'The great folks at Old Cars Weekly have done it again. Take a look at this 1946 Ford!
All 1946 Fords were, in essence, restyled 1942 models utilizing the same drivetrain as the prewar models. The grille was restyled with horizontal bars on the outside of the rectangular opening, instead of the flush-mounted grille of the 1942 models. The remainder of the body was virtually the same as the prewar version. The Deluxe series was the base trim level for 1946 and included rubber moldings around all the window openings, a horn button instead of a ring, one interior sun visor and armrests only on the driver’s door.
Total Deluxe series output was 94,870 vehicles. In addition, there were 84 chassis produced with a closed drive front end and two chassis produced with an open drive front end. Ford does not indicate the number of each model produced with sixes apart from V-8s. Therefore, all figures quoted from the factory show a total production of each body style, including both types of engines. The Super Deluxe Series was the cream of the Ford crop. It was the top trim level for 1946 and included chrome moldings around all windows, a horn ring, two interior sun visors, armrests on all doors, passenger assist straps on the interior “B” pillars for easier rear seat egress, horizontal chrome trim on the body and leather interior in the convertible models. The “woodie” wagon, while offered with a great many different nameplates over the years, is perhaps most closely associated with the Ford, and with good reason. Ford simply built more of them than anyone else.
The only truly new model for 1946 appeared in the Super Deluxe line. It was called the Super Deluxe Convertible Sport Coupe, or Sportsman. The Sportsman was a two-door convertible that featured a wood body along the lines of the station wagon. The wood-bodied station wagons had already been produced in various marques for a number of years, but non-wagons were fairly new. Chrysler had its Town & Country, Nash produced a Suburban wood-trimmed sedan, wood appliqué kits were available for some models of Chevrolet, and even Mercury had its own Sportsman, which was a companion car to the Ford version. Total Super Deluxe Series output was 372,43 vehicles. In addition, there were 26 chassis produced with a closed drive front end, three chassis produced with an open drive front end, and eight chassis-only produced. As with the Deluxe series, Ford does not indicate the number of each model produced with sixes or V-8s, so all figures quoted here also show a total production of each body style, with both types of engines, except in the case of the convertibles, which came only with V-8 power.
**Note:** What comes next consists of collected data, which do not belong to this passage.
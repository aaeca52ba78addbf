use crate::api::error::AppError;
use crate::entities::{prelude::*, tokens, users};
use crate::utils::auth::{IssuedToken, create_jwt, hash_password, verify_password};
use chrono::Utc;
use sea_orm::{
    ActiveModelTrait, ColumnTrait, DatabaseConnection, EntityTrait, ModelTrait, QueryFilter, Set,
};

#[derive(Debug, Clone)]
pub struct NewUser {
    pub email: String,
    pub password: String,
    pub full_name: Option<String>,
    pub is_superuser: bool,
}

#[derive(Debug, Clone, Default)]
pub struct UserChanges {
    pub full_name: Option<String>,
    pub password: Option<String>,
    pub is_active: Option<bool>,
}

/// Accounts and the access tokens issued to them.
#[derive(Clone)]
pub struct UserService {
    db: DatabaseConnection,
}

impl UserService {
    pub fn new(db: DatabaseConnection) -> Self {
        Self { db }
    }

    pub async fn create(&self, new: NewUser) -> Result<users::Model, AppError> {
        let email = new.email.trim().to_lowercase();

        let existing = Users::find()
            .filter(users::Column::Email.eq(email.clone()))
            .one(&self.db)
            .await?;
        if existing.is_some() {
            return Err(AppError::validation("Email already registered"));
        }

        let user = users::ActiveModel {
            email: Set(email),
            hashed_password: Set(hash_password(&new.password)?),
            is_active: Set(true),
            is_superuser: Set(new.is_superuser),
            full_name: Set(new.full_name),
            ..Default::default()
        };

        let user = user.insert(&self.db).await?;
        tracing::info!("👤 Created user {} ({})", user.id, user.email);
        Ok(user)
    }

    pub async fn get(&self, id: i32) -> Result<users::Model, AppError> {
        Users::find_by_id(id)
            .one(&self.db)
            .await?
            .ok_or_else(|| AppError::NotFound("User not found".to_string()))
    }

    pub async fn update(&self, id: i32, changes: UserChanges) -> Result<users::Model, AppError> {
        let mut active: users::ActiveModel = self.get(id).await?.into();

        if let Some(full_name) = changes.full_name {
            active.full_name = Set(Some(full_name));
        }
        if let Some(password) = changes.password
            && !password.is_empty()
        {
            active.hashed_password = Set(hash_password(&password)?);
        }
        if let Some(is_active) = changes.is_active {
            active.is_active = Set(is_active);
        }

        Ok(active.update(&self.db).await?)
    }

    pub async fn delete(&self, id: i32) -> Result<(), AppError> {
        let user = self.get(id).await?;
        user.delete(&self.db).await?;
        tracing::info!("🗑️  Deleted user {}", id);
        Ok(())
    }

    /// Checks credentials; unknown email, wrong password and inactive
    /// accounts are indistinguishable to the caller.
    pub async fn authenticate(&self, email: &str, password: &str) -> Result<users::Model, AppError> {
        let invalid = || AppError::Unauthorized("Incorrect email or password".to_string());

        let user = Users::find()
            .filter(users::Column::Email.eq(email.trim().to_lowercase()))
            .one(&self.db)
            .await?
            .ok_or_else(invalid)?;

        if !user.is_active || !verify_password(password, &user.hashed_password) {
            return Err(invalid());
        }

        Ok(user)
    }

    /// Signs a JWT and records it so it can be revoked.
    pub async fn issue_token(
        &self,
        user: &users::Model,
        secret: &str,
        lifetime_minutes: i64,
    ) -> Result<IssuedToken, AppError> {
        let issued = create_jwt(user.id, secret, lifetime_minutes)?;

        let token = tokens::ActiveModel {
            access_token: Set(issued.token.clone()),
            user_id: Set(user.id),
            expires_at: Set(issued.expires_at),
            is_valid: Set(true),
            created_at: Set(Utc::now()),
            ..Default::default()
        };
        token.insert(&self.db).await?;

        Ok(issued)
    }

    /// The user behind a stored token that is still valid, unexpired and active.
    pub async fn user_for_token(&self, access_token: &str) -> Result<Option<users::Model>, AppError> {
        let Some(token) = Tokens::find()
            .filter(tokens::Column::AccessToken.eq(access_token))
            .filter(tokens::Column::IsValid.eq(true))
            .one(&self.db)
            .await?
        else {
            return Ok(None);
        };

        if token.expires_at <= Utc::now() {
            return Ok(None);
        }

        let user = Users::find_by_id(token.user_id).one(&self.db).await?;
        Ok(user.filter(|u| u.is_active))
    }

    pub async fn revoke_token(&self, access_token: &str) -> Result<(), AppError> {
        let token = Tokens::find()
            .filter(tokens::Column::AccessToken.eq(access_token))
            .one(&self.db)
            .await?
            .ok_or_else(|| AppError::Unauthorized("Unknown token".to_string()))?;

        let mut active: tokens::ActiveModel = token.into();
        active.is_valid = Set(false);
        active.update(&self.db).await?;
        Ok(())
    }
}

#[cfg(test)]
mod tests {
    use super::*;
    use crate::infrastructure::database::run_migrations;
    use sea_orm::{ConnectOptions, Database};

    async fn service() -> UserService {
        let mut opt = ConnectOptions::new("sqlite::memory:");
        opt.max_connections(1).min_connections(1);
        let db = Database::connect(opt).await.unwrap();
        run_migrations(&db).await.unwrap();
        UserService::new(db)
    }

    fn alice() -> NewUser {
        NewUser {
            email: "Alice@Example.com".to_string(),
            password: "password123".to_string(),
            full_name: Some("Alice".to_string()),
            is_superuser: false,
        }
    }

    #[tokio::test]
    async fn test_create_and_authenticate() {
        let users = service().await;
        let user = users.create(alice()).await.unwrap();
        assert_eq!(user.email, "alice@example.com");
        assert!(user.is_active);

        assert!(matches!(
            users.create(alice()).await.unwrap_err(),
            AppError::Validation { .. }
        ));

        let found = users
            .authenticate("alice@example.com", "password123")
            .await
            .unwrap();
        assert_eq!(found.id, user.id);
        assert!(matches!(
            users.authenticate("alice@example.com", "nope").await.unwrap_err(),
            AppError::Unauthorized(_)
        ));
    }

    #[tokio::test]
    async fn test_token_lifecycle() {
        let users = service().await;
        let user = users.create(alice()).await.unwrap();

        let issued = users.issue_token(&user, "secret", 30).await.unwrap();
        let owner = users.user_for_token(&issued.token).await.unwrap().unwrap();
        assert_eq!(owner.id, user.id);

        users.revoke_token(&issued.token).await.unwrap();
        assert!(users.user_for_token(&issued.token).await.unwrap().is_none());
    }

    #[tokio::test]
    async fn test_inactive_user_is_locked_out() {
        let users = service().await;
        let user = users.create(alice()).await.unwrap();
        let issued = users.issue_token(&user, "secret", 30).await.unwrap();

        users
            .update(
                user.id,
                UserChanges {
                    is_active: Some(false),
                    ..Default::default()
                },
            )
            .await
            .unwrap();

        assert!(users.user_for_token(&issued.token).await.unwrap().is_none());
        assert!(users.authenticate("alice@example.com", "password123").await.is_err());
    }
}
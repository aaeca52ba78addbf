use crate::config::AppConfig;
use crate::entities::{file_scans, tokens, users};
use sea_orm::{ConnectOptions, Database, DatabaseConnection};
use sea_orm::{ConnectionTrait, Schema};
use std::time::Duration;
use tracing::info;

pub async fn setup_database(config: &AppConfig) -> anyhow::Result<DatabaseConnection> {
    info!("📂 Database: {}", config.database_url);

    let mut opt = ConnectOptions::new(&config.database_url);
    opt.max_connections(100)
        .min_connections(5)
        .connect_timeout(Duration::from_secs(30))
        .acquire_timeout(Duration::from_secs(30))
        .idle_timeout(Duration::from_secs(600))
        .max_lifetime(Duration::from_secs(1800))
        .sqlx_logging(true)
        .sqlx_logging_level(log::LevelFilter::Debug);

    // Every pooled connection to an in-memory SQLite database is a separate database.
    if config.database_url.contains(":memory:") {
        opt.max_connections(1).min_connections(1);
    }

    let db = Database::connect(opt).await?;

    info!("✅ Database connected successfully");

    run_migrations(&db).await?;

    Ok(db)
}

pub async fn run_migrations(db: &DatabaseConnection) -> anyhow::Result<()> {
    let builder = db.get_database_backend();
    let schema = Schema::new(builder);

    info!("🔄 Running auto-migrations...");

    // Order matters for foreign keys: Users -> Tokens, Users -> FileScans
    let stmts = vec![
        (
            "users",
            schema
                .create_table_from_entity(users::Entity)
                .if_not_exists()
                .to_owned(),
        ),
        (
            "tokens",
            schema
                .create_table_from_entity(tokens::Entity)
                .if_not_exists()
                .to_owned(),
        ),
        (
            "file_scans",
            schema
                .create_table_from_entity(file_scans::Entity)
                .if_not_exists()
                .to_owned(),
        ),
    ];

    for (name, stmt) in stmts {
        let stmt = builder.build(&stmt);
        db.execute(stmt)
            .await
            .map_err(|e| anyhow::anyhow!("Failed to create table '{}': {}", name, e))?;
        info!("   - Table '{}' checked/created", name);
    }

    info!("🔄 Checking indexes...");

    let indexes = [
        "CREATE INDEX IF NOT EXISTS idx_file_scans_owner_id ON file_scans(owner_id)",
        "CREATE INDEX IF NOT EXISTS idx_file_scans_filename ON file_scans(filename)",
        "CREATE INDEX IF NOT EXISTS idx_file_scans_md5_hash ON file_scans(md5_hash)",
        "CREATE INDEX IF NOT EXISTS idx_file_scans_sha1_hash ON file_scans(sha1_hash)",
        "CREATE INDEX IF NOT EXISTS idx_file_scans_sha256_hash ON file_scans(sha256_hash)",
        "CREATE INDEX IF NOT EXISTS idx_file_scans_created_at ON file_scans(created_at)",
        "CREATE INDEX IF NOT EXISTS idx_tokens_user_id ON tokens(user_id)",
    ];

    for query in indexes {
        match db
            .execute(sea_orm::Statement::from_string(builder, query.to_owned()))
            .await
        {
            Ok(_) => tracing::debug!("   - Executed: {}", query),
            Err(e) => tracing::warn!("   - Index creation warning: {} -> {}", query, e),
        }
    }

    Ok(())
}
Important Spec’s 1946 Super Deluxe Station Wagon Model No. 69A Body/Style No.: 78B Length: 198.2 inches Wheelbase: 114 inches Weight: Station Wagon 3,490 lbs. Engine: L-head V-8, eight-cylinder Displacement: 239 cid Horsepower: 100 @ 3,800 rpm Bore & Stroke: 3.19 x 3.75 Compression ratio: 6.8:1 Electrical system: 6-volt Tire size: 6.00 x 16 Transmission: Three-speed manual Price: $1,553 Production total: 16.960 (including both V-8 and six-cylinder models Engines: SIX-CYLINDER: L-head. Cast iron block. Displacement: 226 cid. Bore and stroke: 3.30 x 4.40 inches. Compression ratio: 6.8:1. Brake hp: 90 at 3300 rpm. Carburetor: Holley single-barrel Model 847F. Four main bearings. V-8: L-head. Cast iron block. Displacement: 239 cid. Bore and stroke: 3.19 x 3.75 inches. Compression ratio: 6.6:1. Brake hp: 100 at 3800 rpm. Carburetor: Holley two-barrel Model 94. Three main bearings. Popular options Radio, heather, spotlights, exteriors mirrors, grille guard, bumper wings, exterior sun visor, white sidewall tires, fender skirts, wheel trim rings, exhaust deflector
Collectibility Whether seeing one brings back memories of the West Coast surfing culture or just elicits an admiration for craftsmanship well done in a mass-produced environment, “woodies,” are a desirable segment of collectible automobiles within the old car hobby. Ford had been producing its own wood-bodied wagons in its Iron Mountain, Michigan, assembly facility for many years, so when World War II ended, the automaker was ready to resume woodie production in a big way. Offered exclusively in the Super Deluxe line, the ’46 woodie wagon found 16,960 eager buyers. Today, the survivors are few as the wood-based bodies succumbed to the elements at a much higher rate than their steel-bodied counterparts. In this demand-outstrips-supply-scenario, a ’46 Ford woodie commands mid-five figures in solid condition.